Diagnostic Schemas: Form and Function

Michael Cammarata 1,, Gurpreet Dhaliwal 2,3
PMCID: PMC9905354  PMID: 36376638

Abstract

Diagnostic schemas are frameworks that depict organized clinical knowledge and serve as a bridge between problem representation and differential diagnosis generation. Schema-based problem solving is increasingly used among clinician educators and is widely featured in digital media. We examine the origins of schemas and their theoretical background, review existing literature on their applications in medicine, and explore their utility for learners and teachers.


A first-year medicine resident has just evaluated a 75-year-old man with shortness of breath. She arrives at the correct diagnosis — a heart failure exacerbation — but her preceptor is not sure she has an organized approach to reasoning through the clinical problem of dyspnea. The preceptor asks if she has a “schema” for shortness of breath and the resident gives her preceptor a puzzled look.

Diagnostic schemas are frameworks that depict organized clinical knowledge and serve as the bridge between problem representation and differential diagnosis in the clinical reasoning process. In recent years, the term “schema” has been increasingly used in clinical and educational settings. This adoption reflects the integration of cognitive psychology into clinical instruction,1 as well as the influence of textbooks,2 medical educators,3,4 case reports,5 and digital media68 that have introduced schemas into the clinical reasoning vernacular. In this paper, we explore how diagnostic schemas (hereafter referred to as “schemas”) can serve as powerful tools for both teacher and learners.

THE HISTORY OF SCHEMAS

The word “schema” originates from the Greek word for “shape” or “plan” and has long been in the lexicon of philosophy and psychology.9 The eighteenth century German philosopher Immanuel Kant introduced the term “schema” to describe structures that organize thinking and give form to abstract concepts.10 In the second half of the twentieth century, psychologist Jean Piaget defined schemas as “mental representations” that organize a unit of knowledge.11 He proposed that with age and experience, a child will acquire and retrieve increasingly complex schemas, such as what constitutes a chair (object schema) or how to order food in a restaurant (action schema).

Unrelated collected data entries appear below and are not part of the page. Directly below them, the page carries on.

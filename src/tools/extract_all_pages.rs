use crate::error::Result;
use crate::harvest::PaginationConfig;
use crate::tools::output::report_output;
use crate::tools::{Tool, ToolContext, ToolResult};
use schemars::JsonSchema;
use serde::{Deserialize, Serialize};

/// Parameters for the extract_all_pages tool
#[derive(Debug, Clone, Default, Serialize, Deserialize, JsonSchema)]
pub struct ExtractAllPagesParams {
    /// Pagination timing and page cap; every field is optional
    #[serde(default)]
    pub pagination: PaginationConfig,

    /// Directory to also write the CSV file into
    #[serde(default)]
    pub output_dir: Option<String>,
}

/// Walks every page of the listing in the active tab, then deduplicates the union
#[derive(Default)]
pub struct ExtractAllPagesTool;

impl Tool for ExtractAllPagesTool {
    type Params = ExtractAllPagesParams;

    fn name(&self) -> &str {
        "extract_all_pages"
    }

    fn execute_typed(&self, params: ExtractAllPagesParams, context: &mut ToolContext) -> Result<ToolResult> {
        let report = context
            .session
            .harvest_all_pages(params.pagination, context.cancel.clone())?;
        log::info!("{}", report.status_message());

        let output = report_output(&report, params.output_dir.as_deref())?;
        Ok(ToolResult::success_with(output))
    }
}
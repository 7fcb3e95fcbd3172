use crate::dom::{self, PageSnapshot, Table};
use crate::error::{HarvestError, Result};
use crate::harvest::{ControlHandle, PageHost};
use headless_chrome::Tab;
use std::sync::Arc;

/// A browser tab seen as a [`PageHost`]
pub struct BrowserPage {
    tab: Arc<Tab>,
}

impl BrowserPage {
    pub fn new(tab: Arc<Tab>) -> Self {
        Self { tab }
    }

    /// The underlying tab
    pub fn tab(&self) -> &Arc<Tab> {
        &self.tab
    }
}

impl PageHost for BrowserPage {
    fn extract_table(&mut self) -> Result<Table> {
        dom::extract_table(&self.tab)
    }

    fn snapshot(&mut self) -> Result<PageSnapshot> {
        dom::capture_snapshot(&self.tab)
    }

    fn activate(&mut self, control: &ControlHandle) -> Result<()> {
        let css_selector = &control.selector.css_selector;
        let element = self.tab.find_element(css_selector).map_err(|e| {
            HarvestError::ElementNotFound(format!(
                "Control for page {} ('{}') not found: {}",
                control.page, css_selector, e
            ))
        })?;

        element.click().map_err(|e| HarvestError::ToolExecutionFailed {
            tool: "click".to_string(),
            reason: format!("Failed to click control for page {}: {}", control.page, e),
        })?;

        Ok(())
    }

    fn table_signature(&mut self) -> Result<Option<String>> {
        dom::table_signature(&self.tab)
    }
}
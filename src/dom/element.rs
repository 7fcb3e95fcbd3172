use serde::{Deserialize, Serialize};
use std::collections::HashMap;

/// Marker put on clickable candidates by the snapshot script
pub const REF_ATTRIBUTE: &str = "data-harvest-ref";

/// Attribute value carried by the host page's own pagination buttons
pub const PAGINATION_ANALYTICS_ID: &str = "CsvInteractiveTablePaginationButton";

/// A clickable candidate (button, page link, ...) captured from the page
#[derive(Debug, Clone, Serialize, Deserialize, PartialEq, Eq)]
pub struct ControlNode {
    /// HTML tag name (e.g., "button", "a", "li")
    pub tag_name: String,

    /// Element attributes, names lowercased
    #[serde(default)]
    pub attributes: HashMap<String, String>,

    /// Trimmed text content of the element
    #[serde(default)]
    pub text_content: String,

    /// Trimmed text content of the first `span` inside the element
    #[serde(default, skip_serializing_if = "Option::is_none")]
    pub span_text: Option<String>,

    /// Class attribute of the parent element
    #[serde(default)]
    pub parent_class: String,

    /// Value of the element's `disabled` property
    #[serde(default)]
    pub disabled: bool,

    /// Reference assigned by the snapshot script, used to click the element later
    #[serde(default, skip_serializing_if = "Option::is_none")]
    pub index: Option<usize>,
}

impl ControlNode {
    /// Create a new ControlNode
    pub fn new(tag_name: impl Into<String>) -> Self {
        Self {
            tag_name: tag_name.into(),
            attributes: HashMap::new(),
            text_content: String::new(),
            span_text: None,
            parent_class: String::new(),
            disabled: false,
            index: None,
        }
    }

    /// Builder method: set text content
    pub fn with_text(mut self, text: impl Into<String>) -> Self {
        self.text_content = text.into();
        self
    }

    /// Builder method: set span text
    pub fn with_span_text(mut self, text: impl Into<String>) -> Self {
        self.span_text = Some(text.into());
        self
    }

    /// Builder method: set a single attribute
    pub fn with_attribute(mut self, key: impl Into<String>, value: impl Into<String>) -> Self {
        self.add_attribute(key, value);
        self
    }

    /// Builder method: set the parent's class attribute
    pub fn with_parent_class(mut self, class: impl Into<String>) -> Self {
        self.parent_class = class.into();
        self
    }

    /// Builder method: set the disabled property
    pub fn with_disabled(mut self, disabled: bool) -> Self {
        self.disabled = disabled;
        self
    }

    /// Builder method: set index
    pub fn with_index(mut self, index: usize) -> Self {
        self.index = Some(index);
        self
    }

    /// Add a single attribute
    pub fn add_attribute(&mut self, key: impl Into<String>, value: impl Into<String>) {
        self.attributes.insert(key.into(), value.into());
    }

    /// Get attribute value by key
    pub fn get_attribute(&self, key: &str) -> Option<&String> {
        self.attributes.get(key)
    }

    /// Class attribute, empty when absent
    pub fn class_name(&self) -> &str {
        self.get_attribute("class").map_or("", String::as_str)
    }

    /// Check if element has a specific class
    pub fn has_class(&self, class_name: &str) -> bool {
        self.class_name().split_whitespace().any(|c| c == class_name)
    }

    /// Check if element is a specific tag
    pub fn is_tag(&self, tag: &str) -> bool {
        self.tag_name.eq_ignore_ascii_case(tag)
    }

    /// Check if this is one of the host page's own pagination buttons
    pub fn is_pagination_button(&self) -> bool {
        self.is_tag("button")
            && self.get_attribute("analyticsid").map(String::as_str) == Some(PAGINATION_ANALYTICS_ID)
    }

    /// Disabled through the property or through a `disabled` class fragment.
    ///
    /// Loose check used when scanning generic numbered buttons; the state
    /// machine itself only trusts [`ControlNode::disabled`].
    pub fn is_disabled(&self) -> bool {
        self.disabled || self.class_name().contains("disabled")
    }

    /// Whether the element's classes, its parent's classes or its analytics id
    /// suggest it belongs to a pagination bar
    pub fn looks_like_pagination(&self) -> bool {
        let class = self.class_name();
        class.contains("pagination")
            || class.contains("page")
            || self.parent_class.contains("pagination")
            || self.parent_class.contains("page")
            || self
                .get_attribute("analyticsid")
                .is_some_and(|id| id.contains("Pagination"))
    }

    /// Trimmed text of the first span, if any
    pub fn span_text(&self) -> Option<&str> {
        self.span_text.as_deref()
    }

    /// Page number this control points to, read from its text content
    pub fn text_page_number(&self) -> Option<u32> {
        parse_leading_int(&self.text_content)
    }

    /// Short HTML-like rendering for logs
    pub fn to_simple_string(&self) -> String {
        let mut parts = vec![format!("<{}", self.tag_name)];

        if let Some(class) = self.get_attribute("class") {
            parts.push(format!(" class=\"{}\"", class));
        }

        if let Some(index) = self.index {
            parts.push(format!(" {}=\"{}\"", REF_ATTRIBUTE, index));
        }

        if self.disabled {
            parts.push(" disabled".to_string());
        }

        parts.push(">".to_string());

        if !self.text_content.is_empty() {
            parts.push(self.text_content.clone());
        }

        parts.join("")
    }
}

/// Parse the integer at the start of a string, after leading whitespace.
///
/// Mirrors how page numbers are read out of labels like `"3"` or `"12 »"`.
pub fn parse_leading_int(text: &str) -> Option<u32> {
    let trimmed = text.trim_start();
    let end = trimmed
        .char_indices()
        .find(|(_, c)| !c.is_ascii_digit())
        .map_or(trimmed.len(), |(i, _)| i);
    trimmed[..end].parse().ok()
}
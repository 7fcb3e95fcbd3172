use schemars::JsonSchema;
use serde::{Deserialize, Serialize};
use std::time::Duration;

/// Timing and bounds of a paginated harvest.
///
/// Durations are stored in milliseconds so the configuration can be passed
/// around as JSON (tool parameters, CLI flags).
#[derive(Debug, Clone, PartialEq, Eq, Serialize, Deserialize, JsonSchema)]
#[serde(default)]
pub struct PaginationConfig {
    /// Fixed wait after clicking a page control, before watching the table (default: 2000)
    pub settle_delay_ms: u64,

    /// Interval between two table content checks (default: 100)
    pub poll_interval_ms: u64,

    /// How long to watch for a table change before moving on anyway (default: 1000)
    pub stabilization_timeout_ms: u64,

    /// Extra wait once a change was seen, to let rendering finish (default: 500)
    pub grace_delay_ms: u64,

    /// Stop after this many pages even if more exist
    #[serde(skip_serializing_if = "Option::is_none")]
    pub max_pages: Option<u32>,
}

impl Default for PaginationConfig {
    fn default() -> Self {
        Self {
            settle_delay_ms: 2000,
            poll_interval_ms: 100,
            stabilization_timeout_ms: 1000,
            grace_delay_ms: 500,
            max_pages: None,
        }
    }
}

impl PaginationConfig {
    /// Create a configuration with default timings
    pub fn new() -> Self {
        Self::default()
    }

    /// Configuration with every wait set to zero, for simulated pages
    pub fn immediate() -> Self {
        Self {
            settle_delay_ms: 0,
            poll_interval_ms: 1,
            stabilization_timeout_ms: 5,
            grace_delay_ms: 0,
            max_pages: None,
        }
    }

    /// Builder method: set the settle delay
    pub fn settle_delay(mut self, delay: Duration) -> Self {
        self.settle_delay_ms = duration_ms(delay);
        self
    }

    /// Builder method: set the poll interval
    pub fn poll_interval(mut self, interval: Duration) -> Self {
        self.poll_interval_ms = duration_ms(interval);
        self
    }

    /// Builder method: set the stabilization ceiling
    pub fn stabilization_timeout(mut self, timeout: Duration) -> Self {
        self.stabilization_timeout_ms = duration_ms(timeout);
        self
    }

    /// Builder method: set the grace delay
    pub fn grace_delay(mut self, delay: Duration) -> Self {
        self.grace_delay_ms = duration_ms(delay);
        self
    }

    /// Builder method: cap the number of pages
    pub fn max_pages(mut self, max_pages: u32) -> Self {
        self.max_pages = Some(max_pages);
        self
    }

    pub fn settle_delay_duration(&self) -> Duration {
        Duration::from_millis(self.settle_delay_ms)
    }

    /// Poll interval, never zero so that polling always makes progress
    pub fn poll_interval_duration(&self) -> Duration {
        Duration::from_millis(self.poll_interval_ms.max(1))
    }

    pub fn stabilization_timeout_duration(&self) -> Duration {
        Duration::from_millis(self.stabilization_timeout_ms)
    }

    pub fn grace_delay_duration(&self) -> Duration {
        Duration::from_millis(self.grace_delay_ms)
    }
}

fn duration_ms(duration: Duration) -> u64 {
    u64::try_from(duration.as_millis()).unwrap_or(u64::MAX)
}

#[cfg(test)]
mod tests {
    use super::*;

    #[test]
    fn test_defaults() {
        let config = PaginationConfig::default();
        assert_eq!(config.settle_delay_duration(), Duration::from_millis(2000));
        assert_eq!(config.poll_interval_duration(), Duration::from_millis(100));
        assert_eq!(config.stabilization_timeout_duration(), Duration::from_millis(1000));
        assert_eq!(config.grace_delay_duration(), Duration::from_millis(500));
        assert_eq!(config.max_pages, None);
    }

    #[test]
    fn test_builder() {
        let config = PaginationConfig::new()
            .settle_delay(Duration::from_millis(10))
            .poll_interval(Duration::from_millis(5))
            .stabilization_timeout(Duration::from_secs(3))
            .grace_delay(Duration::ZERO)
            .max_pages(4);

        assert_eq!(config.settle_delay_ms, 10);
        assert_eq!(config.poll_interval_ms, 5);
        assert_eq!(config.stabilization_timeout_ms, 3000);
        assert_eq!(config.grace_delay_ms, 0);
        assert_eq!(config.max_pages, Some(4));
    }

    #[test]
    fn test_zero_poll_interval_clamped() {
        let config = PaginationConfig::new().poll_interval(Duration::ZERO);
        assert_eq!(config.poll_interval_duration(), Duration::from_millis(1));
    }

    #[test]
    fn test_partial_json_uses_defaults() {
        let config: PaginationConfig = serde_json::from_value(serde_json::json!({
            "settle_delay_ms": 250,
            "max_pages": 2
        }))
        .unwrap();

        assert_eq!(config.settle_delay_ms, 250);
        assert_eq!(config.poll_interval_ms, 100);
        assert_eq!(config.max_pages, Some(2));
    }
}
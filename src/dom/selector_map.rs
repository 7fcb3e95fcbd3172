use crate::dom::element::{ControlNode, REF_ATTRIBUTE};
use indexmap::IndexMap;
use serde::{Deserialize, Serialize};

/// Information needed to locate a control again after it was snapshotted
#[derive(Debug, Clone, Serialize, Deserialize, PartialEq, Eq)]
pub struct ElementSelector {
    /// CSS selector for the element
    pub css_selector: String,

    /// Element's tag name
    pub tag_name: String,

    /// Element's text content (truncated for display)
    #[serde(skip_serializing_if = "Option::is_none")]
    pub text: Option<String>,
}

impl ElementSelector {
    /// Create a new ElementSelector with CSS selector
    pub fn new(css_selector: impl Into<String>, tag_name: impl Into<String>) -> Self {
        Self {
            css_selector: css_selector.into(),
            tag_name: tag_name.into(),
            text: None,
        }
    }

    /// Selector matching the element marked with the given snapshot reference
    pub fn for_ref(index: usize, tag_name: impl Into<String>) -> Self {
        Self::new(format!("[{}=\"{}\"]", REF_ATTRIBUTE, index), tag_name)
    }

    /// Builder method: set text content
    pub fn with_text(mut self, text: impl Into<String>) -> Self {
        self.text = Some(text.into());
        self
    }
}

/// Map of snapshot references to their selectors
/// Uses IndexMap to preserve document order
#[derive(Debug, Clone, Default)]
pub struct SelectorMap {
    map: IndexMap<usize, ElementSelector>,
}

impl SelectorMap {
    /// Create a new empty SelectorMap
    pub fn new() -> Self {
        Self { map: IndexMap::new() }
    }

    /// Build the map from snapshotted controls; controls without a reference are skipped
    pub fn from_controls(controls: &[ControlNode]) -> Self {
        let mut map = Self::new();
        for control in controls {
            if let Some(index) = control.index {
                map.insert(index, Self::selector_for(control, index));
            }
        }
        map
    }

    fn selector_for(control: &ControlNode, index: usize) -> ElementSelector {
        let selector = ElementSelector::for_ref(index, &control.tag_name);
        let text = control.text_content.as_str();
        if text.is_empty() {
            return selector;
        }

        // Truncate text for display
        let truncated = if text.chars().count() > 50 {
            format!("{}...", text.chars().take(47).collect::<String>())
        } else {
            text.to_string()
        };
        selector.with_text(truncated)
    }

    /// Register a selector under the given reference
    pub fn insert(&mut self, index: usize, selector: ElementSelector) {
        self.map.insert(index, selector);
    }

    /// Get selector by reference
    pub fn get(&self, index: usize) -> Option<&ElementSelector> {
        self.map.get(&index)
    }

    /// Get the number of registered elements
    pub fn len(&self) -> usize {
        self.map.len()
    }

    /// Check if the map is empty
    pub fn is_empty(&self) -> bool {
        self.map.is_empty()
    }
}

#[cfg(test)]
mod tests {
    use super::*;

    #[test]
    fn test_selector_for_ref() {
        let selector = ElementSelector::for_ref(3, "button").with_text("4");

        assert_eq!(selector.css_selector, "[data-harvest-ref=\"3\"]");
        assert_eq!(selector.tag_name, "button");
        assert_eq!(selector.text, Some("4".to_string()));
    }

    #[test]
    fn test_from_controls_skips_unreferenced() {
        let controls = vec![
            ControlNode::new("button").with_text("1").with_index(0),
            ControlNode::new("button").with_text("2"),
            ControlNode::new("a").with_text("3").with_index(5),
        ];

        let map = SelectorMap::from_controls(&controls);

        assert_eq!(map.len(), 2);
        assert!(map.get(0).is_some());
        assert!(map.get(1).is_none());
        assert_eq!(map.get(5).unwrap().tag_name, "a");
    }

    #[test]
    fn test_long_text_truncated() {
        let long = "x".repeat(80);
        let controls = vec![ControlNode::new("button").with_text(long).with_index(0)];

        let map = SelectorMap::from_controls(&controls);
        let text = map.get(0).unwrap().text.clone().unwrap();
        assert_eq!(text.chars().count(), 50);
        assert!(text.ends_with("..."));
    }
}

Schema theory emerged in the 1970s and posited that an individual’s knowledge is represented in memory as the sum of their schemas, and that the mind has schemas for all things, including people, objects, and abstract concepts.9

HOW SCHEMAS WORK

When the human mind encounters a problem, it activates knowledge to arrive at a solution.12 Enumerating a list of all solutions for a complex problem is cognitively taxing and inconsistent between episodes. Activating a schema is a more feasible and reproducible first step when solving a problem. A schema “chunks” isolated pieces of knowledge into units that are easier to manage in long-term memory.13 In clinical problem solving, a schema transforms a long list of potential diagnoses into more manageable groups of diagnoses.3

For the resident in the introductory case, recalling all relevant causes of dyspnea would be mentally taxing and haphazard. But sequentially considering several categories of dyspnea — pulmonary, cardiac, hematologic, neuromuscular, and metabolic — is a reproducible approach to solving dyspnea that can structure her differential diagnosis generation (Fig. 1). Schema-based problem solving differs from hypo-theticodeductive reasoning, which is characterized by sequential hypothesis generation fueled by incoming data.14

Figure 1.

Figure 1

Simplified dyspnea schema.

Diagnostic schemas are distinct from diagnostic checklists which ensure consideration of a lengthy differential diagnosis or enforce a diagnostic “time out” with metacognition.15,16 Schemas also differ from mnemonics17, which are memory aids that facilitate recall without connecting to an underlying knowledge structure or meaning (e.g., MUDPILES for anion gap metabolic acidosis).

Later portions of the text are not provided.